Re: Migration of 0.90.3 cluster to new cluster running 1.3.4

2014-10-27 Thread Magnus Persson
When using the count API the document count seems to more reasonably match 
up. Might possibly be that Kopf is counting documents differently on 0.90 
than on 1.3.. seems far fetched though.

On Monday, October 27, 2014 1:16:40 PM UTC+1, Magnus Persson wrote:
>
> https://gist.github.com/magnusp/515a5c3debed12802d1f is the configuration 
> im running on the new cluster. The old cluster is the default that came 
> with 0.90.3 (replicas and shards were set via templates I guess)
>
> On Monday, October 27, 2014 12:37:48 PM UTC+1, Magnus Persson wrote:
>>
>> This is very strange.
>>
>> I shut down the old cluster while copying the files. For some reason I'm 
>> seeing duplicate docs again with ~3.2M docs on the old cluster and ~6.3M 
>> docs on the new cluster (using Kopf to compare). Am I missing something 
>> obvious? At one point I _think_ I got the document count to match up but 
>> obviously I'm not able to reach this state again.
>>
>>
>> On Friday, October 24, 2014 11:42:27 PM UTC+2, Jörg Prante wrote:
>>>
>>> The plan to move from a 2 node to a 3 node cluster is as follows
>>>
>>> - backup your old data files (in case you want to go back, once 
>>> upgraded, there is no way back)
>>>
>>> - shutdown old cluster
>>>
>>> - move the data file folder of the old cluster nodes to the new cluster 
>>> nodes data folders. One node gets no data folder. No rsync required.
>>>
>>> - check minimum_master_nodes = 2. This is essential for 3 nodes.
>>>
>>> - start up cluster, all nodes. See the shards rebalancing. No need to 
>>> worry about primary shards.
>>>
>>> Jörg
>>>
>>>
>>>
>>> On Fri, Oct 24, 2014 at 8:03 PM, Magnus Persson  
>>> wrote:
>>>
 Oh, didn't know about optimize so I'll definitely keep that in mind.

 The reason I was asking about primary shards is that I saw, when 
 starting from a rsync'd datafolder off of one of the nodes, double the 
 amount of documents.
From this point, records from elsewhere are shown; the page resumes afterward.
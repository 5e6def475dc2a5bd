// ── Core error types ──
//
// Hard failures only. Anything that goes wrong inside a single recovery
// attempt (a failed disconnect, a timeout, an inconclusive verification)
// is recorded as a `FailureReason` on the attempt and never surfaces here.

use thiserror::Error;

/// Unified error type for the core crate.
#[derive(Debug, Error)]
pub enum CoreError {
    // ── Input errors ─────────────────────────────────────────────────
    #[error("Invalid Bluetooth address '{input}': expected 12 hexadecimal digits")]
    InvalidAddressFormat { input: String },

    #[error("Invalid configuration: {message}")]
    InvalidConfig { message: String },

    // ── Environment errors ───────────────────────────────────────────
    #[error("No {capability} tool is available (looked for: {tools})")]
    ToolUnavailable { capability: String, tools: String },

    #[error("No Bluetooth device matched {hint}")]
    DeviceNotResolved { hint: String },
}

impl CoreError {
    pub(crate) fn invalid_address(input: &str) -> Self {
        Self::InvalidAddressFormat {
            input: input.to_owned(),
        }
    }
}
It wasn't immediatly apparent but when I later on 
 tried with two rsyncs matching up old node 1 with new node 1 and old node 
 2 
 with new node 2 the "duplicates" went away... and the cluster recovered 
 significantly faster. But reading this, it seems to be sufficient just to 
 rsync the data folder from any 1 node in the old cluster and things will 
 just work? Is there a way to verify the consistency of my cluster? 
 Something like index checksums, or somesuch?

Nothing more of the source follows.